Stored data
====================

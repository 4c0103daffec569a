//! `parcelrec-recon`: keyed two-source property record reconciliation.
//!
//! Pure engine crate: receives pre-loaded datasets, returns report tables.
//! No CLI or file-format dependencies beyond an in-memory CSV reader.

pub mod categorical;
pub mod compare;
pub mod config;
pub mod engine;
pub mod error;
pub mod events;
pub mod evidence;
pub mod merger;
pub mod model;

pub use config::ReconConfig;
pub use engine::{compare, run, Comparison};
pub use error::ReconError;
pub use events::{EventSink, LogSink, MemorySink, NullSink, ReconEvent};
pub use model::{ComparisonTables, Dataset, ReconInput, ReconResult, Record, RecordKey, Value};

====================

# Work required:
Copy each line of the records that has "events" in it.

# Exercise solution:
pub mod events;
pub use events::{EventSink, LogSink, MemorySink, NullSink, ReconEvent};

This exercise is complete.